Exercise instructions =>
Those lines of the data that hold the word "chain" are to be copied out.

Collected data
BEGIN
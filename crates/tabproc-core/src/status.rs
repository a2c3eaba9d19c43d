//! Structured diagnostics returned by every validate/operate/convert call
//!
//! A [`ProcessStatus`] holds three ordered lists. It is successful iff the
//! error list is empty. When a node embeds another node's diagnostics it
//! re-parents them with its own title, so an entry's target reads like a
//! breadcrumb (`"#2 Filter rows > And > Contains"`) while the leaf message
//! stays untouched.

use serde::Serialize;
use std::fmt;

const BREADCRUMB: &str = " > ";

/// One diagnostic line
#[derive(Debug, Clone, Default, PartialEq, Eq, Serialize)]
pub struct StatusEntry {
    /// Breadcrumb of node titles, outermost first
    pub target: String,
    /// Name of the offending argument, if any
    pub argument: Option<String>,
    /// Human-readable description
    pub message: String,
}

impl StatusEntry {
    /// Create an entry with no target yet; the owning node fills it in
    pub fn new(message: impl Into<String>) -> Self {
        Self {
            target: String::new(),
            argument: None,
            message: message.into(),
        }
    }

    /// Attach the argument the entry is about
    pub fn with_argument(mut self, argument: impl Into<String>) -> Self {
        self.argument = Some(argument.into());
        self
    }

    /// Prefix the target with a parent title
    pub fn reparent(mut self, title: &str) -> Self {
        self.target = if self.target.is_empty() {
            title.to_string()
        } else {
            format!("{}{}{}", title, BREADCRUMB, self.target)
        };
        self
    }
}

impl fmt::Display for StatusEntry {
    fn fmt(&self, f: &mut fmt::Formatter<'_>) -> fmt::Result {
        match &self.argument {
            Some(argument) => write!(f, "{} [{}]: {}", self.target, argument, self.message),
            None => write!(f, "{}: {}", self.target, self.message),
        }
    }
}

/// Severity of an entry, used when iterating all entries together
#[derive(Debug, Clone, Copy, PartialEq, Eq)]
pub enum Severity {
    Message,
    Warning,
    Error,
}

impl fmt::Display for Severity {
    fn fmt(&self, f: &mut fmt::Formatter<'_>) -> fmt::Result {
        match self {
            Severity::Message => write!(f, "info"),
            Severity::Warning => write!(f, "warning"),
            Severity::Error => write!(f, "error"),
        }
    }
}

/// Messages, warnings and errors
#[derive(Debug, Clone, Default, PartialEq, Eq, Serialize)]
pub struct ProcessStatus {
    pub messages: Vec<StatusEntry>,
    pub warnings: Vec<StatusEntry>,
    pub errors: Vec<StatusEntry>,
}

impl ProcessStatus {
    /// Create an empty, successful status
    pub fn new() -> Self {
        Self::default()
    }

    /// Status holding a single error
    pub fn from_error(entry: StatusEntry) -> Self {
        let mut status = Self::new();
        status.errors.push(entry);
        status
    }

    /// True iff there are no errors
    pub fn is_success(&self) -> bool {
        self.errors.is_empty()
    }

    /// True if nothing at all was reported
    pub fn is_empty(&self) -> bool {
        self.messages.is_empty() && self.warnings.is_empty() && self.errors.is_empty()
    }

    /// Record an informational message
    pub fn message(&mut self, message: impl Into<String>) {
        self.messages.push(StatusEntry::new(message));
    }

    /// Record a warning
    pub fn warn(&mut self, message: impl Into<String>) {
        self.warnings.push(StatusEntry::new(message));
    }

    /// Record an error
    pub fn error(&mut self, message: impl Into<String>) {
        self.errors.push(StatusEntry::new(message));
    }

    /// Record an error about a specific argument
    pub fn argument_error(&mut self, argument: &str, message: impl Into<String>) {
        self.errors
            .push(StatusEntry::new(message).with_argument(argument));
    }

    /// Record a prepared error entry
    pub fn push_error(&mut self, entry: StatusEntry) {
        self.errors.push(entry);
    }

    /// Append another status as-is
    pub fn merge(&mut self, other: ProcessStatus) {
        self.messages.extend(other.messages);
        self.warnings.extend(other.warnings);
        self.errors.extend(other.errors);
    }

    /// Prefix every entry's target with `title`
    pub fn reparent(self, title: &str) -> Self {
        let wrap = |entries: Vec<StatusEntry>| {
            entries
                .into_iter()
                .map(|e| e.reparent(title))
                .collect::<Vec<_>>()
        };
        Self {
            messages: wrap(self.messages),
            warnings: wrap(self.warnings),
            errors: wrap(self.errors),
        }
    }

    /// All entries tagged with their severity, errors first
    pub fn entries(&self) -> impl Iterator<Item = (Severity, &StatusEntry)> {
        self.errors
            .iter()
            .map(|e| (Severity::Error, e))
            .chain(self.warnings.iter().map(|e| (Severity::Warning, e)))
            .chain(self.messages.iter().map(|e| (Severity::Message, e)))
    }
}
END
The answer =>
            .chain(self.warnings.iter().map(|e| (Severity::Warning, e)))
            .chain(self.messages.iter().map(|e| (Severity::Message, e)))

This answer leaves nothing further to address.